En un rincón del vibrante Ciudad de México, Oscar Bachtold se erige como un puente entre el pasado y el presente a través de su arte. Nacido en 1962, este talentoso pintor ha dedicado su vida a explorar las raíces de la cultura mexicana a través de una mirada introspectiva y meditativa. No se limita a observar los vestigios de civilizaciones antiguas; los escucha, los siente y busca descifrar los misterios que encierran.
Bachtold, cuyos estudios lo llevan desde la Escuela Nacional de Conservación hasta la Escuela Nacional de Artes Plásticas, ha abrazado la pintura como un acto de riesgo. Bajo la tutela de Gilberto Aceves Navarro, desarrolló un trazo apasionado que evoca la energía del gesto, fusionando la esencia de las culturas originarias con su propio estilo único. En su obra, la infancia perdura como un eco que resuena entre la historia, la arqueología y la antropología, creando un diálogo continuo sobre la identidad. A través de símbolos primordiales, busca entender el presente, donde cada material —ya sea piedra, barro o metal— se convierte en un portal hacia una memoria colectiva.
Su estilo, donde la geometría respira y los planos actúan como códices, se ilumina con una luz que reescribe la narrativa de lo olvidado. En esta búsqueda constante de espontaneidad y experimentación, Bachtold reinterpreta el expresionismo, enriquecido por la influencia del arte primitivo e infantil. Su intención no es solo explicar, sino revelar: cada obra sustenta preguntas profundas sobre el sentido y la permanencia del ser humano.
En su más reciente exposición, que reunió cerca de cien obras, Bachtold se adentra en el mítico universo de los cinco soles, un relato que trasciende el tiempo y refleja ciclos de creación y destrucción. Este relato antiguo simboliza el ciclo vital que, según los ancianos, se da a través del sacrificio. En su interpretación, Bachtold presenta la creación como un viaje donde se debe destruir para volver a nacer, donde la esencia de lo humano se transforma en un discurso visual envolvente.

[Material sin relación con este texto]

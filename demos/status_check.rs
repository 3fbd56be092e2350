//! Walk through a status lookup with canned API responses.
//!
//! Run with: `RUST_LOG=debug cargo run --example status_check`

use std::sync::Arc;

use async_trait::async_trait;
use chrono::NaiveDate;
use gstin_tracker::api::*;
use gstin_tracker::core::*;
use gstin_tracker::runtime::*;
use gstin_tracker::status::*;
use tracing_subscriber::EnvFilter;

const COMPANY: &str = "24AAACC1206D1ZM";

struct CannedApis;

#[async_trait]
impl PublicApi for CannedApis {
    async fn get_gstin_info(&self, gstin: &str) -> Result<PublicGstinInfo, ApiError> {
        Ok(PublicGstinInfo {
            gstin: gstin.into(),
            rgdt: Some("01/07/2017".into()),
            cxdt: Some("31/03/2023".into()),
            sts: "Cancelled".into(),
            ..Default::default()
        })
    }
}

#[async_trait]
impl EInvoiceApi for CannedApis {
    async fn get_gstin_info(
        &self,
        _company_gstin: &str,
        _gstin: &str,
    ) -> Result<EInvoiceGstinInfo, ApiError> {
        Err(ApiError::Server("503 Service Unavailable".into()))
    }
}

#[async_trait]
impl EWaybillApi for CannedApis {
    async fn get_transporter_details(
        &self,
        _company_gstin: &str,
        transporter_id: &str,
    ) -> Result<Option<TransporterDetails>, ApiError> {
        Ok(Some(TransporterDetails {
            transin: Some(transporter_id.into()),
            ..Default::default()
        }))
    }
}

#[tokio::main]
async fn main() -> Result<(), GstinError> {
    tracing_subscriber::fmt()
        .with_env_filter(EnvFilter::from_default_env())
        .init();

    let settings = GstSettings::from_toml_str(&format!(
        r#"
        enable_api = true
        api_secret = "demo"
        enable_e_invoice = true
        enable_e_waybill = true

        [[credentials]]
        service = "{E_WAYBILL_E_INVOICE_SERVICE}"
        gstin = "{COMPANY}"
        "#
    ))?;

    let apis = Arc::new(CannedApis);
    let dispatcher = Arc::new(TokioDispatcher::current());
    let service = GstinStatusService::new(
        settings,
        ApiClients {
            public: apis.clone(),
            e_invoice: apis.clone(),
            e_waybill: apis,
        },
        dispatcher.clone(),
    );

    let invoice_date = NaiveDate::from_ymd_opt(2024, 6, 15);

    println!("=== Background lookup (e-invoice API, fails with server error) ===\n");
    let queued = service
        .get_gstin_status("27AAPFU0939F1ZV", invoice_date, LookupOptions::default())
        .await?;
    println!("  returned immediately: {queued:?}");
    dispatcher.wait_idle().await;
    println!("  circuit breaker open: {}", service.suppressions().is_server_down());

    println!("\n=== Forced lookup from the UI (public API) ===\n");
    service.suppressions().trip_breaker();
    let record = service
        .get_gstin_status(
            "29AABCT1332L1ZA",
            invoice_date,
            LookupOptions {
                from_ui: true,
                force_update: true,
            },
        )
        .await?;
    println!("  while breaker is open: {record:?}");

    let record = service.upsert_public_response(PublicGstinInfo {
        gstin: "29AABCT1332L1ZA".into(),
        rgdt: Some("01/07/2017".into()),
        cxdt: Some("31/03/2023".into()),
        sts: "Cancelled".into(),
        ..Default::default()
    });
    let record = record.await?;
    println!("  saved from prefetched response: {:?}", record.status);

    match validate_gstin_info(Some(&record), invoice_date, ValidationMode::Throw) {
        Ok(()) => println!("  invoice date OK"),
        Err(e) => println!("  invoice date rejected: {e}"),
    }

    println!("\n=== Transporter ID ===\n");
    let verdict = service.validate_gst_transporter_id("88AAACT2983B1Z9").await?;
    println!("  88AAACT2983B1Z9 => {verdict:?}");

    Ok(())
}
//! GSTIN and transporter ID format validation.

use std::fmt;

/// Characters of the GSTIN check-digit alphabet, in code-point order.
const CODE_POINT_CHARS: &[u8; 36] = b"0123456789ABCDEFGHIJKLMNOPQRSTUVWXYZ";

/// Prefix of transporter IDs issued by the e-waybill system.
pub const TRANSPORTER_ID_PREFIX: &str = "88";

/// Error returned when a GSTIN fails format or check-digit validation.
#[derive(Debug, Clone, PartialEq, Eq)]
pub struct GstinFormatError {
    /// The invalid input value.
    pub value: String,
    /// Why the value failed validation.
    pub reason: String,
}

impl fmt::Display for GstinFormatError {
    fn fmt(&self, f: &mut fmt::Formatter<'_>) -> fmt::Result {
        write!(f, "invalid GSTIN '{}': {}", self.value, self.reason)
    }
}

impl std::error::Error for GstinFormatError {}

/// Kind of registration a GSTIN shape belongs to.
#[derive(Debug, Clone, Copy, PartialEq, Eq, Hash)]
pub enum GstinCategory {
    /// Regular or composition taxpayer (PAN based).
    Regular,
    /// Tax deductor at source (TAN based, `D` at position 14).
    TaxDeductor,
    /// E-commerce operator collecting tax at source (`C` at position 14).
    TaxCollector,
    /// Non-resident online information and database access provider.
    NonResidentOnline,
    /// UN body, embassy or other notified person.
    UnBody,
}

fn is_state_code(s: &[u8]) -> bool {
    match (s[0], s[1]) {
        (b'0'..=b'2', b'0'..=b'9') => true,
        (b'3', b'0'..=b'8') => true,
        _ => false,
    }
}

fn all_alpha(s: &[u8]) -> bool {
    s.iter().all(|c| c.is_ascii_uppercase())
}

fn all_digit(s: &[u8]) -> bool {
    s.iter().all(|c| c.is_ascii_digit())
}

fn all_alnum(s: &[u8]) -> bool {
    s.iter().all(|c| c.is_ascii_uppercase() || c.is_ascii_digit())
}

/// Detect the registration category of an upper-case, 15-character GSTIN.
///
/// Returns `None` if the value matches none of the known shapes.
pub fn gstin_category(gstin: &str) -> Option<GstinCategory> {
    let s = gstin.as_bytes();
    if s.len() != 15 {
        return None;
    }

    type ShapeCheck = fn(&[u8]) -> bool;
    let shapes: &[(GstinCategory, ShapeCheck)] = &[
        (GstinCategory::Regular, |s| {
            is_state_code(s)
                && all_alpha(&s[2..5])
                && b"ABCFGHLJPTK".contains(&s[5])
                && s[6].is_ascii_uppercase()
                && all_digit(&s[7..11])
                && s[11].is_ascii_uppercase()
                && all_alnum(&s[12..13])
                && s[13] == b'Z'
                && all_alnum(&s[14..])
        }),
        (GstinCategory::TaxDeductor, |s| {
            is_state_code(s)
                && all_alpha(&s[2..6])
                && all_digit(&s[6..11])
                && s[11].is_ascii_uppercase()
                && s[12].is_ascii_digit()
                && s[13] == b'D'
                && all_alnum(&s[14..])
        }),
        (GstinCategory::TaxCollector, |s| {
            is_state_code(s)
                && all_alpha(&s[2..7])
                && all_digit(&s[7..11])
                && s[11].is_ascii_uppercase()
                && all_alnum(&s[12..13])
                && s[13] == b'C'
                && all_alnum(&s[14..])
        }),
        (GstinCategory::NonResidentOnline, |s| {
            &s[..2] == b"99"
                && all_digit(&s[2..4])
                && all_alpha(&s[4..7])
                && all_digit(&s[7..12])
                && &s[12..14] == b"OS"
                && all_alnum(&s[14..])
        }),
        (GstinCategory::UnBody, |s| {
            all_digit(&s[..4])
                && all_alpha(&s[4..7])
                && all_digit(&s[7..12])
                && (s[12] == b'U' || s[12] == b'O')
                && s[13] == b'N'
                && all_alnum(&s[14..])
        }),
    ];

    shapes
        .iter()
        .find(|(_, check)| check(s))
        .map(|&(category, _)| category)
}

/// Validate a GSTIN by length, shape and check digit (no network call).
///
/// The input is trimmed and upper-cased. Returns the normalized GSTIN.
pub fn validate_gstin(gstin: &str) -> Result<String, GstinFormatError> {
    let gstin = gstin.trim().to_uppercase();

    if gstin.len() != 15 {
        return Err(GstinFormatError {
            reason: format!("must have 15 characters, got {}", gstin.len()),
            value: gstin,
        });
    }

    if gstin_category(&gstin).is_none() {
        return Err(GstinFormatError {
            value: gstin,
            reason: "does not match any known GSTIN format".into(),
        });
    }

    validate_gstin_check_digit(&gstin)?;
    Ok(gstin)
}

/// Compute the expected check character for the first 14 characters of a GSTIN.
///
/// Returns `None` if the body contains characters outside `0-9A-Z`.
pub fn gstin_check_char(body: &str) -> Option<char> {
    let modulus = CODE_POINT_CHARS.len() as u32;
    let mut total = 0u32;
    let mut factor = 1u32;

    for c in body.bytes() {
        let code_point = CODE_POINT_CHARS.iter().position(|&p| p == c)? as u32;
        let product = factor * code_point;
        total += product / modulus + product % modulus;
        factor = if factor == 1 { 2 } else { 1 };
    }

    let check = (modulus - total % modulus) % modulus;
    Some(CODE_POINT_CHARS[check as usize] as char)
}

/// Verify the last character of a GSTIN against its mod-36 check digit.
pub fn validate_gstin_check_digit(gstin: &str) -> Result<(), GstinFormatError> {
    let gstin = gstin.trim().to_uppercase();
    if gstin.len() != 15 || !gstin.is_ascii() {
        return Err(GstinFormatError {
            value: gstin,
            reason: "must have 15 characters".into(),
        });
    }

    let (body, last) = gstin.split_at(14);
    match gstin_check_char(body) {
        Some(expected) if last.starts_with(expected) => Ok(()),
        Some(_) => Err(GstinFormatError {
            value: gstin,
            reason: "invalid check digit, please check the GSTIN".into(),
        }),
        None => Err(GstinFormatError {
            value: gstin,
            reason: "contains characters outside 0-9 and A-Z".into(),
        }),
    }
}

/// Whether a value has the shape of a transporter ID (15 upper-case alphanumerics).
pub fn is_transporter_id_format(id: &str) -> bool {
    id.len() == 15 && all_alnum(id.as_bytes())
}

/// Whether a transporter ID must be resolved through the e-waybill
/// transporter API rather than the GSTIN APIs.
pub fn needs_transporter_api(id: &str) -> bool {
    id.starts_with(TRANSPORTER_ID_PREFIX) || validate_gstin_check_digit(id).is_err()
}
use chrono::NaiveDate;
use thiserror::Error;

use super::format::GstinFormatError;
use super::settings::SettingsError;

/// Errors surfaced to callers of the GSTIN status lookups.
#[derive(Debug, Error)]
#[non_exhaustive]
pub enum GstinError {
    /// The GSTIN failed format or check-digit validation.
    #[error(transparent)]
    InvalidGstin(#[from] GstinFormatError),

    /// The record store failed.
    #[error(transparent)]
    Store(#[from] StoreError),

    /// The party GSTIN is not valid for the transaction date.
    #[error("invalid party GSTIN: {0}")]
    InvalidPartyGstin(StatusValidationError),

    /// The transporter ID is not active.
    #[error("invalid transporter ID: {0}")]
    InvalidTransporterId(StatusValidationError),

    /// Settings could not be loaded.
    #[error(transparent)]
    Settings(#[from] SettingsError),

    /// A GST API response could not be used.
    #[error(transparent)]
    Api(#[from] ApiError),
}

/// Error from one of the GST APIs.
#[derive(Debug, Clone, Error)]
#[non_exhaustive]
pub enum ApiError {
    /// Network or HTTP transport error.
    #[error("GST API network error: {0}")]
    Network(String),
    /// The upstream GST server failed. Further lookups are paused briefly.
    #[error("GSP server error: {0}")]
    Server(String),
    /// The API rejected the request (invalid GSTIN, not found, ...).
    #[error("GST API error: {0}")]
    Api(String),
    /// The response could not be understood.
    #[error("GST API parse error: {0}")]
    Parse(String),
}

impl ApiError {
    /// Whether the error is an upstream server-class failure.
    pub fn is_server_error(&self) -> bool {
        matches!(self, Self::Server(_))
    }
}

/// Failure reported by a [`GstinStore`](crate::runtime::GstinStore) backend.
#[derive(Debug, Clone, Error)]
#[error("store error: {0}")]
pub struct StoreError(pub String);

/// A transaction date (or transporter ID) that is inconsistent with the
/// registration data on record.
#[derive(Debug, Clone, PartialEq, Eq, Error)]
#[non_exhaustive]
pub enum StatusValidationError {
    #[error(
        "Registration date not found for party GSTIN {gstin}. Please make sure GSTIN is registered."
    )]
    MissingRegistrationDate { gstin: String },

    #[error(
        "Party GSTIN {gstin} is registered on {}. Please make sure that document date is on or after {}.",
        display_date(.registration_date),
        display_date(.registration_date)
    )]
    BeforeRegistration {
        gstin: String,
        registration_date: NaiveDate,
    },

    #[error(
        "Party GSTIN {gstin} is cancelled on {}. Please make sure that document date is before {}.",
        display_date(.cancelled_date),
        display_date(.cancelled_date)
    )]
    AfterCancellation {
        gstin: String,
        cancelled_date: NaiveDate,
    },

    #[error("Status of Party GSTIN {gstin} is {status}")]
    InactiveStatus { gstin: String, status: String },

    #[error(
        "Transporter ID {transporter_id} is not Active. Please make sure that transporter ID is valid."
    )]
    TransporterIdNotActive { transporter_id: String },
}

impl StatusValidationError {
    /// The GSTIN or transporter ID the error refers to.
    pub fn gstin(&self) -> &str {
        match self {
            Self::MissingRegistrationDate { gstin }
            | Self::BeforeRegistration { gstin, .. }
            | Self::AfterCancellation { gstin, .. }
            | Self::InactiveStatus { gstin, .. } => gstin,
            Self::TransporterIdNotActive { transporter_id } => transporter_id,
        }
    }
}

/// Format a date the way user-facing messages show it (dd-mm-yyyy).
pub fn display_date(date: &NaiveDate) -> String {
    date.format("%d-%m-%Y").to_string()
}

Sus piezas no solo son pinturas; son conversaciones con el tiempo, pulsos que invitan a la contemplación. Cada mirada a su obra es un viaje hacia lo sagrado, donde el espacio se vuelve un refugio que recuerda lo que fuimos y anticipa lo que podríamos llegar a ser. A medida que el mundo contemporáneo avanza, el arte de Bachtold nos recuerda la importancia de conectar con nuestras raíces y prestar oído a aquellas voces que aún resuenan en el silencio.